Archive for May, 2010

When I was growing up I was squeeky clean.  I worked hard, I was honest, I felt bad if my parents felt bad.  I was such a conformist.  I was also  a pacivist.  That combination got me beat up a lot.  Hell, I would have beat me up too.  That being said, I was not equipped to raise normal teen- aged boys.  I trusted too much.  I didn’t realize that my kids would actually lie to me.   When Craig came into the picture, he said both your boys are lying to you, they’re both having sex and one of them is smoking pot.  Of course, Craig couldn’t be more wrong.  My little Angels?  The things we find out later.  I had no idea my Thunderbird could do 130MPH.  I had no idea that the back seat of Chris’ 55 Chrysler was a perfect nookie spot.  And all those burn holes in Eric’s bedroom carpet were just from the incense that he likes to burn a lot.   I’m also a guy who notices  everything.  I’m aware of everything that’s around me.  When I drive, I not only know there’s a car behind me, I know how long it’s been there and the make, model and color.  I know when some body has moved a chair out of its spot, etc.  There was one weekend when Craig and I planned on being out of town and Eric agreed to dog sit.  Years later he told us that he had a wild bash in the house when we were gone.  The way he pulled it off was:  visqueen on all the walls to prevent stains, making a diagram on paper where everything in the fridge was(especially the bud light), what pictures were hung and where, how the CDs were stacked.  He put away all breakables and made sure they were put back exactly where they were.  Two dining room  chairs were broken, he fixed them better than new.  Some coasters were lost, but I never caught on.  I’ve got to give him a big high five for that one.   Craig still wants his coasters back.     Any fun stories from the wild crazy years? We all looked so innocent, didn’t we?

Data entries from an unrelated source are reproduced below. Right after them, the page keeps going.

//! DTOs for the token endpoint.

use serde::Deserialize;

/// Form body for `POST /token` (`application/x-www-form-urlencoded`).
///
/// Extra OAuth2 password-grant fields such as `grant_type` or `scope` are
/// accepted and ignored.
#[derive(Debug, Deserialize)]
pub struct LoginForm {
    pub username: String,
    pub password: String,
}
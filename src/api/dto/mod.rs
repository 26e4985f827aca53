//! Data Transfer Objects for API requests and responses.
//!
//! All DTOs use Serde for JSON/form deserialization and validator for
//! input validation.

pub mod health;
pub mod link;
pub mod token;
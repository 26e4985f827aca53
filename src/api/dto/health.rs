//! DTOs for health check endpoint.

use serde::Serialize;

/// Health check response with component status.
#[derive(Debug, Serialize)]
pub struct HealthResponse {
    pub status: String,
    pub version: String,
    pub checks: HealthChecks,
}

/// Health status for each system component.
#[derive(Debug, Serialize)]
pub struct HealthChecks {
    pub database: CheckStatus,
    pub notification_queue: CheckStatus,
}

/// Individual component health status.
#[derive(Debug, Serialize)]
pub struct CheckStatus {
    pub status: String,

    #[serde(skip_serializing_if = "Option::is_none")]
    pub message: Option<String>,
}

impl CheckStatus {
    pub fn ok(message: impl Into<String>) -> Self {
        Self {
            status: "ok".to_string(),
            message: Some(message.into()),
        }
    }

    pub fn error(message: impl Into<String>) -> Self {
        Self {
            status: "error".to_string(),
            message: Some(message.into()),
        }
    }

    pub fn is_ok(&self) -> bool {
        self.status == "ok"
    }
}
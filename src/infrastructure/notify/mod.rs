//! Outbound notifications for link mutations.
//!
//! Provides a [`LinkNotifier`] trait with two implementations:
//! - [`WebhookNotifier`] - POSTs the event as JSON to a configured URL
//! - [`NullNotifier`] - No-op used when no webhook is configured
//!
//! Events reach a notifier through [`run_notification_worker`], which runs
//! detached from request handling.

mod null_notifier;
mod service;
mod webhook;
mod worker;

pub use null_notifier::NullNotifier;
pub use service::{LinkNotifier, NotifyError, NotifyResult};
pub use webhook::WebhookNotifier;
pub use worker::run_notification_worker;

#[cfg(test)]
pub use service::MockLinkNotifier;
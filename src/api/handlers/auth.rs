//! Handler for the token endpoint.

use axum::{Form, Json, extract::State};

use crate::api::dto::token::LoginForm;
use crate::application::services::AccessToken;
use crate::error::AppError;
use crate::state::AppState;

/// Exchanges admin credentials for a bearer token.
///
/// # Endpoint
///
/// `POST /token` with an `application/x-www-form-urlencoded` body.
///
/// # Response
///
/// ```json
/// { "access_token": "eyJhbGciOi...", "token_type": "bearer" }
/// ```
///
/// # Errors
///
/// Returns 401 Unauthorized if the username or password does not match.
pub async fn token_handler(
    State(state): State<AppState>,
    Form(form): Form<LoginForm>,
) -> Result<Json<AccessToken>, AppError> {
    let token = state.auth_service.login(&form.username, &form.password)?;

    Ok(Json(token))
}
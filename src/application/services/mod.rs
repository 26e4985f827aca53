//! Business logic services for the application layer.

pub mod auth_service;
pub mod link_service;

pub use auth_service::{AccessToken, AuthService};
pub use link_service::LinkService;
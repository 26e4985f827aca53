//! Repository trait definitions for the domain layer.
//!
//! Traits define the data access contract; implementations live in
//! `crate::infrastructure::persistence`. Mock implementations are generated
//! via `mockall` for unit tests.
//!
//! # Available Repositories
//!
//! - [`LinkRepository`] - link CRUD and ordering
//!
//! # Testing
//!
//! See integration tests in `tests/repository_link.rs` for usage examples.

pub mod link_repository;

pub use link_repository::LinkRepository;

#[cfg(test)]
pub use link_repository::MockLinkRepository;
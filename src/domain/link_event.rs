//! Link mutation events delivered to the notification sink.

use serde::Serialize;

use crate::domain::entities::Link;

/// Kind of mutation that produced a [`LinkEvent`].
#[derive(Debug, Clone, Copy, PartialEq, Eq, Serialize)]
#[serde(rename_all = "lowercase")]
pub enum LinkEventKind {
    Created,
    Updated,
    Deleted,
}

impl LinkEventKind {
    pub fn as_str(&self) -> &'static str {
        match self {
            Self::Created => "created",
            Self::Updated => "updated",
            Self::Deleted => "deleted",
        }
    }
}

/// A committed mutation on a link, queued for best-effort delivery.
///
/// Serializes to the webhook payload:
///
/// ```json
/// {"event": "created", "id": 1, "titulo": "Site", "url": "https://example.com",
///  "ordem": 1, "descricao": null, "icone": null}
/// ```
///
/// For `deleted` events the fields hold the values the link had before removal.
#[derive(Debug, Clone, PartialEq, Eq, Serialize)]
pub struct LinkEvent {
    pub event: LinkEventKind,
    pub id: i32,
    pub titulo: String,
    pub url: String,
    pub ordem: i32,
    pub descricao: Option<String>,
    pub icone: Option<String>,
}

impl LinkEvent {
    pub fn new(event: LinkEventKind, link: &Link) -> Self {
        Self {
            event,
            id: link.id,
            titulo: link.titulo.clone(),
            url: link.url.clone(),
            ordem: link.ordem,
            descricao: link.descricao.clone(),
            icone: link.icone.clone(),
        }
    }
}

#[cfg(test)]
mod tests {
    use super::*;
    use serde_json::json;

    fn sample_link() -> Link {
        Link {
            id: 4,
            titulo: "WhatsApp".to_string(),
            url: "https://wa.me/5500000000".to_string(),
            ordem: 2,
            descricao: Some("Atendimento".to_string()),
            icone: None,
            publicado: false,
        }
    }

    #[test]
    fn test_payload_shape() {
        let event = LinkEvent::new(LinkEventKind::Updated, &sample_link());

        assert_eq!(
            serde_json::to_value(&event).unwrap(),
            json!({
                "event": "updated",
                "id": 4,
                "titulo": "WhatsApp",
                "url": "https://wa.me/5500000000",
                "ordem": 2,
                "descricao": "Atendimento",
                "icone": null,
            })
        );
    }

    #[test]
    fn test_kind_names() {
        assert_eq!(LinkEventKind::Created.as_str(), "created");
        assert_eq!(LinkEventKind::Deleted.as_str(), "deleted");
        assert_eq!(
            serde_json::to_value(LinkEventKind::Deleted).unwrap(),
            json!("deleted")
        );
    }
}
//! Compact HS256 JSON Web Tokens.
//!
//! Only what the admin login needs: a fixed `{"alg":"HS256","typ":"JWT"}`
//! header, `sub` and `exp` claims, base64url segments without padding.

use base64::Engine;
use base64::engine::general_purpose::URL_SAFE_NO_PAD;
use chrono::{DateTime, Utc};
use hmac::{Hmac, Mac};
use serde::{Deserialize, Serialize};
use sha2::Sha256;

type HmacSha256 = Hmac<Sha256>;

const ALGORITHM: &str = "HS256";

#[derive(Debug, thiserror::Error, PartialEq, Eq)]
pub enum TokenError {
    #[error("token is malformed")]
    Malformed,

    #[error("unsupported token algorithm")]
    UnsupportedAlgorithm,

    #[error("token signature does not match")]
    BadSignature,

    #[error("token has expired")]
    Expired,
}

#[derive(Debug, Serialize, Deserialize)]
struct Header {
    alg: String,
    typ: String,
}

/// Claims carried by an access token.
#[derive(Debug, Clone, PartialEq, Eq, Serialize, Deserialize)]
pub struct Claims {
    /// Subject: the admin username.
    pub sub: String,
    /// Expiry as seconds since the Unix epoch.
    pub exp: i64,
}

fn mac(secret: &[u8]) -> HmacSha256 {
    // HMAC is defined for keys of any length
    match HmacSha256::new_from_slice(secret) {
        Ok(mac) => mac,
        Err(_) => unreachable!("HMAC accepts any key length"),
    }
}

fn encode_segment<T: Serialize>(value: &T) -> String {
    // Header and Claims contain only strings and integers
    let json = serde_json::to_vec(value).unwrap_or_default();
    URL_SAFE_NO_PAD.encode(json)
}

fn decode_segment<T: for<'de> Deserialize<'de>>(segment: &str) -> Result<T, TokenError> {
    let bytes = URL_SAFE_NO_PAD
        .decode(segment)
        .map_err(|_| TokenError::Malformed)?;
    serde_json::from_slice(&bytes).map_err(|_| TokenError::Malformed)
}

/// Signs `claims` with `secret` and returns the compact token.
pub fn encode(claims: &Claims, secret: &[u8]) -> String {
    let header = Header {
        alg: ALGORITHM.to_string(),
        typ: "JWT".to_string(),
    };
    let signing_input = format!("{}.{}", encode_segment(&header), encode_segment(claims));

    let mut mac = mac(secret);
    mac.update(signing_input.as_bytes());
    let signature = URL_SAFE_NO_PAD.encode(mac.finalize().into_bytes());

    format!("{}.{}", signing_input, signature)
}

/// Verifies signature and expiry of `token` at time `now`.
///
/// The signature is checked before the claims are trusted.
///
/// # Errors
///
/// Returns the first [`TokenError`] encountered.
pub fn decode(token: &str, secret: &[u8], now: DateTime<Utc>) -> Result<Claims, TokenError> {
    let mut parts = token.split('.');
    let (Some(header_segment), Some(payload_segment), Some(signature), None) =
        (parts.next(), parts.next(), parts.next(), parts.next())
    else {
        return Err(TokenError::Malformed);
    };

    let header: Header = decode_segment(header_segment)?;
    if header.alg != ALGORITHM {
        return Err(TokenError::UnsupportedAlgorithm);
    }

    let signature = URL_SAFE_NO_PAD
        .decode(signature)
        .map_err(|_| TokenError::Malformed)?;

    let mut mac = mac(secret);
    mac.update(header_segment.as_bytes());
    mac.update(b".");
    mac.update(payload_segment.as_bytes());
    mac.verify_slice(&signature)
        .map_err(|_| TokenError::BadSignature)?;

    let claims: Claims = decode_segment(payload_segment)?;
    if claims.exp <= now.timestamp() {
        return Err(TokenError::Expired);
    }

    Ok(claims)
}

Right now I’m listening to Chopin and the dishwasher at the same time.  I think it needs to be one or the other.  That’s how I feel about face book and blogs.  I am very weary of face book and it’s mainly because I don’t understand.  I joined and immediatly felt so exposed.  I need someone to guide me through it.  I have navigated myself through some of it and wondered if the people who invited me to be a friend really want me to know that much.  Of  course it’s just me.  I still have an air head, with no picture, because when I tried to put a picture in my airhead, I posted it for the world to see.  Oops.  I envy you people who understand all this.  I’m still working on the blog thing.  Speaking of not understanding, I have tried repeatedly to post on Ashleys blog and can’t remember my password or can’t do the swirley word thing, or something.  No pictures.  I tried a video.  Didn’t work.  Still lernin.

Windsor (the town our candy store is in) had a parade today.  I don’t know why, I think there’s always a parade on Saturday somewhere in Sonoma County.  Anyway, I was there.  I’m usually a real stick in the mud when it comes to stuff like that.  I kind of enjoyed myself.  I was alone because Craig was an entrant and had to drive his truck with Willy Wonka and a human jelly belly.  The Oompa Loompas were close behind handing out candy.  I guess you can tell that our store is kind of Willy Wonka themed.  I  was a little uneasy having to dodge kids and strollers and  teens who pay no attention at all.  It took me back to the cheesy Magna 4th of  July parades.  The ones where I was a kid and the others where I was a young adult with kids.  Where does the time go?  Happy Birthday Brandon.  30? Good grief, 30?  When I joined Face Book the other day(still don’t know what I’m doing) it referred to me as a 51 year old male?  When did that happen?  I love where I’m at in my life and wouldn’t change a thing, but  every day I’m noticing wrinkles and marks and bumps that shouldn’t be on a body that feels as young as I do.   My hair is so thin that Craig says I look like a burn victim.  I am however, still young enough to milk this life for all it’s worth.  Life is good!